PLANS to build 53 flats for the elderly on the site of the former Jet garage in Henley
PLANS to build 53 flats for the elderly on the site of the former Jet garage in Henley have gone on display.
McCarthy & Stone, which bought the land on the corner of Reading Road and Mill Lane last summer, exhibited blueprints and artists’ impressions at the town hall on Thursday last week.
The developer, which specialises in retirement properties, wants to build a four-storey complex containing one- and two-bedroom “assisted living” flats for private sale.
The flats are aimed at older people who need care due to disability or illness but do not want to go into a care home. They would be self- contained with their own kitchens and bathrooms and owned by the occupants but have carers and other services on site.
The company, which is working with architect Lewis and Hickey, is proposing a single U-shaped building with access off Mill Lane and a car park with about 40 spaces at the back the site.
There would be a large communal lounge on the ground floor plus staff offices, a function room, a communal restaurant with associated kitchen, larder and refuse store plus a laundry room. The two upper floors would mostly consist of flats with space to store and charge mobility scooters.
The inward-facing parts of the building would be up to four storeys but the frontage on Reading Road would be up to three storeys.
The height would vary along its length and it would be built in different styles to give the appearance of multiple smaller buildings.
The developer says it would use “a mixed palette” of local materials, including red brick, render and clay roofing tiles. Some of the upper-floor flats would have large dormers with glazed double doors leading out on to a balcony.
The development would feature “attractive landscaping”, including a community allotment, and would be fenced off with a low brick wall and wrought iron railings.

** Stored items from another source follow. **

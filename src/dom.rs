//! DOM Query Adapter
//!
//! Thin helpers over the `dom_query` crate covering what the extractors need
//! from the tree: selector lookup, positional access, sibling traversal and
//! text/attribute/markup reads. Positional helpers count element nodes only,
//! in document order, so `nth(sel, 2)` means the same thing as `.eq(2)` in a
//! jQuery-style API.

// Re-export core types for external use
pub use dom_query::{Document, Selection};

pub use tendril::StrTendril;

use crate::encoding;

// === Parsing ===

/// Parse an HTML string into a document.
#[inline]
#[must_use]
pub fn parse(html: &str) -> Document {
    Document::from(html)
}

/// Parse raw page bytes, honouring a `<meta charset>` declaration.
#[must_use]
pub fn parse_bytes(html: &[u8]) -> Document {
    Document::from(encoding::transcode_to_utf8(html))
}

// === Attribute Operations ===

/// Attribute of the first element in the selection.
#[inline]
#[must_use]
pub fn attr(sel: &Selection, name: &str) -> Option<String> {
    sel.attr(name).map(|s| s.to_string())
}

/// Attribute of the first element, trimmed, `None` when empty.
#[must_use]
pub fn non_empty_attr(sel: &Selection, name: &str) -> Option<String> {
    sel.attr(name)
        .map(|s| s.trim().to_string())
        .filter(|s| !s.is_empty())
}

// === Tag/Node Information ===

/// Tag name (lowercase) of the first element.
#[must_use]
pub fn tag_name(sel: &Selection) -> Option<String> {
    sel.nodes()
        .first()
        .and_then(dom_query::NodeRef::node_name)
        .map(|t| t.to_string())
}

// === Text Content ===

/// All text of the selection and its descendants.
///
/// Returns `StrTendril` for zero-copy passing.
#[inline]
#[must_use]
pub fn text_content(sel: &Selection) -> StrTendril {
    sel.text()
}

/// Text of the selection with surrounding whitespace removed.
#[must_use]
pub fn trimmed_text(sel: &Selection) -> String {
    sel.text().trim().to_string()
}

/// Trimmed text, `None` when the selection is empty or renders no text.
#[must_use]
pub fn non_empty_text(sel: &Selection) -> Option<String> {
    Some(trimmed_text(sel)).filter(|s| !s.is_empty())
}

/// Inner HTML of the first element, `None` when nothing matched.
#[must_use]
pub fn inner_html(sel: &Selection) -> Option<String> {
    first(sel).map(|s| s.inner_html().to_string())
}

// === Positional Access ===

/// The first element of the selection.
#[inline]
#[must_use]
pub fn first<'a>(sel: &Selection<'a>) -> Option<Selection<'a>> {
    nth(sel, 0)
}

/// The element at `index` within the selection.
#[must_use]
pub fn nth<'a>(sel: &Selection<'a>, index: usize) -> Option<Selection<'a>> {
    sel.nodes().get(index).map(|node| Selection::from(*node))
}

/// The last element of the selection.
#[must_use]
pub fn last<'a>(sel: &Selection<'a>) -> Option<Selection<'a>> {
    sel.nodes().last().map(|node| Selection::from(*node))
}

/// Elements of the selection as individual selections, in document order.
#[must_use]
pub fn each<'a>(sel: &Selection<'a>) -> Vec<Selection<'a>> {
    sel.nodes().iter().map(|node| Selection::from(*node)).collect()
}

/// First descendant matching `selector`, if any.
#[must_use]
pub fn select_first<'a>(sel: &Selection<'a>, selector: &str) -> Option<Selection<'a>> {
    first(&sel.select(selector))
}

/// Whether any descendant matches `selector`.
#[inline]
#[must_use]
pub fn exists(sel: &Selection, selector: &str) -> bool {
    !sel.select(selector).is_empty()
}

// === Tree Navigation ===

/// Direct element children.
#[inline]
#[must_use]
pub fn children<'a>(sel: &Selection<'a>) -> Selection<'a> {
    sel.children()
}

/// The element child at `index` (zero-based; `nth_child(sel, 3)` is CSS
/// `:nth-child(4)`).
#[must_use]
pub fn nth_child<'a>(sel: &Selection<'a>, index: usize) -> Option<Selection<'a>> {
    nth(&sel.children(), index)
}

/// Next element sibling, skipping text and comment nodes.
#[must_use]
pub fn next_element_sibling<'a>(sel: &Selection<'a>) -> Option<Selection<'a>> {
    sel.nodes().first().and_then(|node| {
        let mut sibling = node.next_sibling();
        while let Some(s) = sibling {
            if s.is_element() {
                return Some(Selection::from(s));
            }
            sibling = s.next_sibling();
        }
        None
    })
}

/// Previous element sibling, skipping text and comment nodes.
#[must_use]
pub fn previous_element_sibling<'a>(sel: &Selection<'a>) -> Option<Selection<'a>> {
    sel.nodes().first().and_then(|node| {
        let mut sibling = node.prev_sibling();
        while let Some(s) = sibling {
            if s.is_element() {
                return Some(Selection::from(s));
            }
            sibling = s.prev_sibling();
        }
        None
    })
}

Inland Homes, the previous owner, secured planning permission to build 55 ordinary flats on the site but pulled out without starting work.
Henley Town Council objected to the proposal twice but supported it after a series of amendments.
McCarthy & Stone says its proposal is smaller than Inland’s, which would have been spread over several smaller buildings broken up by a series of courtyards, and is set further back from Reading Road, increasing privacy for people living opposite.
It says the development would generate less traffic as assisted living residents tend not to drive so the only traffic would be from staff and visitors.
The company says most of the residents would be people downsizing from within a five-mile radius, thereby “releasing local family housing back into the market”.
It also says there is a proven need for specialist housing for older people in the area. McCarthy & Stone plans to submit a planning application to South Oxfordshire District Council in the spring as it wants to discuss the scheme with planning officers first.
The site is earmarked for about 55 homes in the joint Henley and Harpsden neighbourhood plan, a document which names the sites where about 500 new homes should go by 2027. If McCarthy & Stone’s scheme receives planning permission, it will count towards this quota.
David Nimmo Smith, who chairs Henley Town Council’s planning committee, said councillors would prefer mostly ordinary housing on the site, not an assisted living scheme.
He said the neighbourhood plan says developments of 10 or more dwellings should “meet the needs of different groups in the community” and “provide an appropriate mix in the size, type and tenure of housing”.
Additionally, none of McCarthy & Stone’s flats would be classed as “affordable” with a value fixed below the market rate.
Cllr Nimmo Smith said: “The design appears broadly acceptable as it was similar to the one proposed by Inland Homes, which we eventually recommended for approval and which now has planning permission.
“However, affordable housing isn’t McCarthy & Stone’s line of business so there won’t be any on that site. It’s out of kilter with the neighbourhood plan and we’re very uneasy about that. It would still be classed as housing but it isn’t what we were expecting.
“We will have to wait and see the final application before we come to a conclusion.”
About 45 residents attended the exhibition.
A McCarthy & Stone spokesman said: “We are encouraged by the feedback we have received and would like to thank people for their constructive comments.”
Responding to Cllr Nimmo Smith, he said the company could be required to make contributions towards affordable housing elsewhere in return for being granted planning permission.
He said a neighbourhood plan couldn’t specify the type of housing that should go on a site but Department for Communities and Local Government guidance said it might “influence the type, design, location and mix of new development”.
A care home is also proposed for the former LA Fitness gym in Newtown Road, which would have an entrance on the opposite side of Mill Lane.
Developer Henthames, of Essex, submitted a planning application for the 80-bed, three-storey complex in October.
The district council was due to make a decision on it this month but this was delayed following objections from Network Rail, which says the scheme encroaches on to its land and could affect upgrade work.
Scores of residents are opposed to the plans, as is the town council. Opponents claim it would add to the existing traffic burden on Mill Lane, especially if McCarthy & Stone’s development went ahead too.
Anyone who could not attend the exhibition can see the plans at www.mccarthyandstone-consultation.co.uk/henley or call 0800 298 7040.